What this means is that you cannot specify forecasting steps by dates, and the output of the forecast and get_forecast methods will not have associated dates. The reason is that without a given frequency, there is no way to determine what date each forecast should be assigned to. In the example above, there is no pattern to the date/time stamps of the index, so there is no way to determine what the next date/time should be (should it be in the morning of 2000-01-02? the afternoon? or maybe not until 2000-01-03?).

For example, if we forecast one-step-ahead:

[29]:
res.forecast(1)
/home/travis/build/statsmodels/statsmodels/statsmodels/tsa/base/tsa_model.py:583: ValueWarning: No supported index is available. Prediction results will be given with an integer index beginning at `start`.
  ValueWarning)
[29]:
4    0.011866
dtype: float64

The index associated with the new forecast is 4, because if the given data had an integer index, that would be the next value. A warning is given letting the user know that the index is not a date/time index.

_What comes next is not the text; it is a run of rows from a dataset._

//! Enter key semantics per block kind.
//!
//! The generic handler splits the block at the caret. List items add the
//! "double Enter exits the list" rule, table cells navigate or grow the
//! table, and code blocks take a literal newline with the current line's
//! indentation instead of splitting.

use crate::controllers::{
    delete_selection, insert_text_at, prune_empty_containers, DirtyRange, EditContext, EditError,
    EditKind, EditOutcome, InputEvent,
};
use crate::cursor::{Caret, Selection};
use crate::tree::{Block, BlockKind, CellAlign};

/// Generic Enter: split the caret block into two siblings, caret at the
/// start of the right half.
pub(super) fn handle_enter(
    ctx: &mut EditContext,
    _event: &InputEvent,
) -> Result<EditOutcome, EditError> {
    delete_selection(ctx);
    let caret = ctx.selection.focus;
    if !caret.is_valid(ctx.tree) {
        return Ok(EditOutcome::noop());
    }
    match ctx.tree.split(caret.block, caret.offset) {
        Ok(right) => {
            *ctx.selection = Selection::collapsed_at(right, 0);
            Ok(EditOutcome::new(
                DirtyRange::Span {
                    start: caret.block,
                    end: right,
                },
                EditKind::Structural,
            ))
        }
        // Unsplittable block (thematic break, front matter): leave it alone
        Err(_) => Ok(EditOutcome::noop()),
    }
}

/// Enter in a list item: a new sibling item, except that Enter on an empty
/// item converts it back to a paragraph lifted out after the list. Pressing
/// Enter twice therefore exits the list, and an emptied list disappears.
pub(super) fn handle_enter_list_item(
    ctx: &mut EditContext,
    event: &InputEvent,
) -> Result<EditOutcome, EditError> {
    delete_selection(ctx);
    let caret = ctx.selection.focus;
    if !caret.is_valid(ctx.tree) {
        return Ok(EditOutcome::noop());
    }
    let key = caret.block;
    let Some(block) = ctx.tree.get(key) else {
        return Ok(EditOutcome::noop());
    };

    if block.text.is_empty() && block.children.is_empty() {
        // Exit the list: the item becomes a paragraph placed after it
        let Some(list) = block.parent else {
            return Ok(EditOutcome::noop());
        };
        let Ok(item) = ctx.tree.detach(key) else {
            return Ok(EditOutcome::noop());
        };
        if ctx.tree.attach_after(item, list).is_err() {
            return Ok(EditOutcome::noop());
        }
        let _ = ctx.tree.replace_kind(key, BlockKind::Paragraph);
        prune_empty_containers(ctx.tree, list);
        *ctx.selection = Selection::collapsed_at(key, 0);
        let dirty = if ctx.tree.contains(list) {
            DirtyRange::Span {
                start: list,
                end: key,
            }
        } else {
            DirtyRange::Single(key)
        };
        return Ok(EditOutcome::new(dirty, EditKind::Structural));
    }

    handle_enter(ctx, event)
}

/// Enter in a table cell: advance to the next cell, or append a fresh row
/// when the caret sits in the last cell of the last row.
pub(super) fn handle_enter_table_cell(
    ctx: &mut EditContext,
    _event: &InputEvent,
) -> Result<EditOutcome, EditError> {
    let caret = ctx.selection.focus;
    if !caret.is_valid(ctx.tree) {
        return Ok(EditOutcome::noop());
    }
    let cell = caret.block;
    let Some(row) = ctx.tree.get(cell).and_then(|b| b.parent) else {
        return Ok(EditOutcome::noop());
    };
    let Some(table) = ctx.tree.get(row).and_then(|b| b.parent) else {
        return Ok(EditOutcome::noop());
    };
    let Ok(cell_index) = ctx.tree.child_index(cell) else {
        return Ok(EditOutcome::noop());
    };
    let Ok(row_index) = ctx.tree.child_index(row) else {
        return Ok(EditOutcome::noop());
    };

    let row_cells = ctx.tree.get(row).map(|b| b.children.clone()).unwrap_or_default();
    if let Some(&next_cell) = row_cells.get(cell_index + 1) {
        *ctx.selection = Selection::collapsed_at(next_cell, 0);
        return Ok(EditOutcome::new(DirtyRange::None, EditKind::Structural));
    }

    let table_rows = ctx.tree.get(table).map(|b| b.children.clone()).unwrap_or_default();
    if let Some(&next_row) = table_rows.get(row_index + 1) {
        if let Some(first_cell) = ctx.tree.get(next_row).and_then(|b| b.children.first().copied()) {
            *ctx.selection = Selection::collapsed_at(first_cell, 0);
            return Ok(EditOutcome::new(DirtyRange::None, EditKind::Structural));
        }
        return Ok(EditOutcome::noop());
    }

    // Last cell of the last row: grow the table by one row, preserving
    // each column's alignment.
    let aligns: Vec<CellAlign> = row_cells
        .iter()
        .map(|&k| match ctx.tree.get(k).map(|b| &b.kind) {
            Some(BlockKind::TableCell { align }) => *align,
            _ => CellAlign::None,
        })
        .collect();
    let Ok(new_row) = ctx.tree.append_child(table, Block::new(BlockKind::TableRow, "")) else {
        return Ok(EditOutcome::noop());
    };
    let mut first_new_cell = None;
    for align in aligns {
        if let Ok(cell_key) = ctx
            .tree
            .append_child(new_row, Block::new(BlockKind::TableCell { align }, ""))
        {
            first_new_cell.get_or_insert(cell_key);
        }
    }
    if let Some(target) = first_new_cell {
        *ctx.selection = Selection::collapsed_at(target, 0);
    }
    Ok(EditOutcome::new(DirtyRange::Single(table), EditKind::Structural))
}

/// Enter in a code block: a literal line break plus the current line's
/// leading indentation; the block never splits.
pub(super) fn handle_enter_code_block(
    ctx: &mut EditContext,
    _event: &InputEvent,
) -> Result<EditOutcome, EditError> {
    delete_selection(ctx);
    let caret = ctx.selection.focus;
    if !caret.is_valid(ctx.tree) {
        return Ok(EditOutcome::noop());
    }
    let Some(block) = ctx.tree.get(caret.block) else {
        return Ok(EditOutcome::noop());
    };
    let offset = caret.offset.min(block.text.len());
    let line_start = block.text[..offset].rfind('\n').map_or(0, |i| i + 1);
    let indent: String = block.text[line_start..offset]
        .chars()
        .take_while(|&c| c == ' ' || c == '\t')
        .collect();

    let insertion = format!("\n{indent}");
    let after = insert_text_at(ctx.tree, Caret::new(caret.block, offset), &insertion);
    *ctx.selection = Selection::caret(after);
    Ok(EditOutcome::new(
        DirtyRange::Single(caret.block),
        EditKind::InsertText,
    ))
}

#[cfg(test)]
mod tests {
    use super::*;
    use crate::controllers::{EditContext, HandlerRegistry, InputEvent};
    use crate::cursor::Selection;
    use crate::tree::{Block, BlockKey, BlockKind, DocumentTree};
    use pretty_assertions::assert_eq;

    fn press_enter(tree: &mut DocumentTree, selection: &mut Selection) {
        let registry = HandlerRegistry::standard();
        let mut ctx = EditContext {
            tree: &mut *tree,
            selection: &mut *selection,
        };
        registry.dispatch(&mut ctx, &InputEvent::enter()).unwrap();
    }

    #[test]
    fn test_enter_splits_paragraph_at_caret() {
        // "HelloWorld" with caret at 5 becomes "Hello" and
        // "World", caret at the start of the second.
        let mut tree = DocumentTree::new();
        let root = tree.root();
        let p = tree.append_child(root, Block::paragraph("HelloWorld")).unwrap();
        let mut selection = Selection::collapsed_at(p, 5);

        press_enter(&mut tree, &mut selection);

        let keys = tree.text_block_keys();
        assert_eq!(keys.len(), 2);
        assert_eq!(tree.get(keys[0]).unwrap().text, "Hello");
        assert_eq!(tree.get(keys[1]).unwrap().text, "World");
        assert_eq!(selection, Selection::collapsed_at(keys[1], 0));
        tree.check_invariants();
    }

    #[test]
    fn test_enter_in_list_item_creates_sibling_item() {
        let mut tree = DocumentTree::new();
        let root = tree.root();
        let list = tree
            .append_child(root, Block::new(BlockKind::List { ordered: false }, ""))
            .unwrap();
        let item = tree
            .append_child(list, Block::new(BlockKind::ListItem { task: None }, "ab"))
            .unwrap();
        let mut selection = Selection::collapsed_at(item, 1);

        press_enter(&mut tree, &mut selection);

        let items = tree.get(list).unwrap().children.clone();
        assert_eq!(items.len(), 2);
        assert_eq!(tree.get(items[0]).unwrap().text, "a");
        assert_eq!(tree.get(items[1]).unwrap().text, "b");
        assert_eq!(tree.get(items[1]).unwrap().kind, BlockKind::ListItem { task: None });
        tree.check_invariants();
    }

    #[test]
    fn test_double_enter_exits_list() {
        // Sole empty list item + Enter leaves a plain empty
        // paragraph and no list.
        let mut tree = DocumentTree::new();
        let root = tree.root();
        let list = tree
            .append_child(root, Block::new(BlockKind::List { ordered: false }, ""))
            .unwrap();
        let item = tree
            .append_child(list, Block::new(BlockKind::ListItem { task: None }, ""))
            .unwrap();
        let mut selection = Selection::collapsed_at(item, 0);

        press_enter(&mut tree, &mut selection);

        assert!(!tree.contains(list), "emptied list should be removed");
        let block = tree.get(item).unwrap();
        assert_eq!(block.kind, BlockKind::Paragraph);
        assert_eq!(block.text, "");
        assert_eq!(block.parent, Some(root));
        assert_eq!(selection, Selection::collapsed_at(item, 0));
        tree.check_invariants();
    }

    #[test]
    fn test_enter_on_last_empty_item_keeps_earlier_items() {
        let mut tree = DocumentTree::new();
        let root = tree.root();
        let list = tree
            .append_child(root, Block::new(BlockKind::List { ordered: false }, ""))
            .unwrap();
        let first = tree
            .append_child(list, Block::new(BlockKind::ListItem { task: None }, "kept"))
            .unwrap();
        let empty = tree
            .append_child(list, Block::new(BlockKind::ListItem { task: None }, ""))
            .unwrap();
        let mut selection = Selection::collapsed_at(empty, 0);

        press_enter(&mut tree, &mut selection);

        assert!(tree.contains(list));
        assert_eq!(tree.get(list).unwrap().children, vec![first]);
        assert_eq!(tree.get(empty).unwrap().kind, BlockKind::Paragraph);
        assert_eq!(tree.get(empty).unwrap().parent, Some(root));
        tree.check_invariants();
    }

    fn build_table(tree: &mut DocumentTree, rows: usize, cols: usize) -> (BlockKey, Vec<Vec<BlockKey>>) {
        let root = tree.root();
        let table = tree.append_child(root, Block::new(BlockKind::Table, "")).unwrap();
        let mut cells = Vec::new();
        for r in 0..rows {
            let row = tree.append_child(table, Block::new(BlockKind::TableRow, "")).unwrap();
            let mut row_cells = Vec::new();
            for c in 0..cols {
                let cell = tree
                    .append_child(
                        row,
                        Block::new(
                            BlockKind::TableCell { align: CellAlign::None },
                            format!("r{r}c{c}"),
                        ),
                    )
                    .unwrap();
                row_cells.push(cell);
            }
            cells.push(row_cells);
        }
        (table, cells)
    }

    #[test]
    fn test_enter_moves_to_next_cell() {
        let mut tree = DocumentTree::new();
        let (_, cells) = build_table(&mut tree, 2, 2);
        let mut selection = Selection::collapsed_at(cells[0][0], 4);

        press_enter(&mut tree, &mut selection);
        assert_eq!(selection, Selection::collapsed_at(cells[0][1], 0));

        press_enter(&mut tree, &mut selection);
        assert_eq!(selection, Selection::collapsed_at(cells[1][0], 0));
    }

    #[test]
    fn test_enter_in_last_cell_appends_row() {
        let mut tree = DocumentTree::new();
        let (table, cells) = build_table(&mut tree, 1, 3);
        let mut selection = Selection::collapsed_at(cells[0][2], 4);

        press_enter(&mut tree, &mut selection);

        let rows = tree.get(table).unwrap().children.clone();
        assert_eq!(rows.len(), 2);
        let new_cells = tree.get(rows[1]).unwrap().children.clone();
        assert_eq!(new_cells.len(), 3);
        assert_eq!(selection, Selection::collapsed_at(new_cells[0], 0));
        tree.check_invariants();
    }

    #[test]
    fn test_enter_in_code_block_keeps_indentation() {
        let mut tree = DocumentTree::new();
        let root = tree.root();
        let code = tree
            .append_child(
                root,
                Block::new(
                    BlockKind::CodeBlock { language: Some("rust".into()) },
                    "fn main() {\n    let x = 1;",
                ),
            )
            .unwrap();
        let text_len = tree.get(code).unwrap().text.len();
        let mut selection = Selection::collapsed_at(code, text_len);

        press_enter(&mut tree, &mut selection);

        let block = tree.get(code).unwrap();
        assert_eq!(block.text, "fn main() {\n    let x = 1;\n    ");
        assert_eq!(selection, Selection::collapsed_at(code, block.text.len()));
        // Still one single code block
        assert_eq!(tree.text_block_keys().len(), 1);
    }

    #[test]
    fn test_enter_on_thematic_break_is_noop() {
        let mut tree = DocumentTree::new();
        let root = tree.root();
        let hr = tree.append_child(root, Block::new(BlockKind::ThematicBreak, "")).unwrap();
        let mut selection = Selection::collapsed_at(hr, 0);

        let before = tree.clone();
        press_enter(&mut tree, &mut selection);
        assert_eq!(tree, before);
    }
}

If we try to specify the steps of the forecast using a date, we will get the following exception:

KeyError: 'The `end` argument could not be matched to a location related to the index of the data.'
[30]:
# Here we'll catch the exception to prevent printing too much of
# the exception trace output in this notebook
try:
    res.forecast('2000-01-03')
except KeyError as e:
    print(e)
'The `end` argument could not be matched to a location related to the index of the data.'

Ultimately there is nothing wrong with using data that does not have an associated date/time frequency, or even using data that has no index at all, like a Numpy array. However, if you can use a Pandas series with an associated frequency, you’ll have more options for specifying your forecasts and get back results with a more useful index.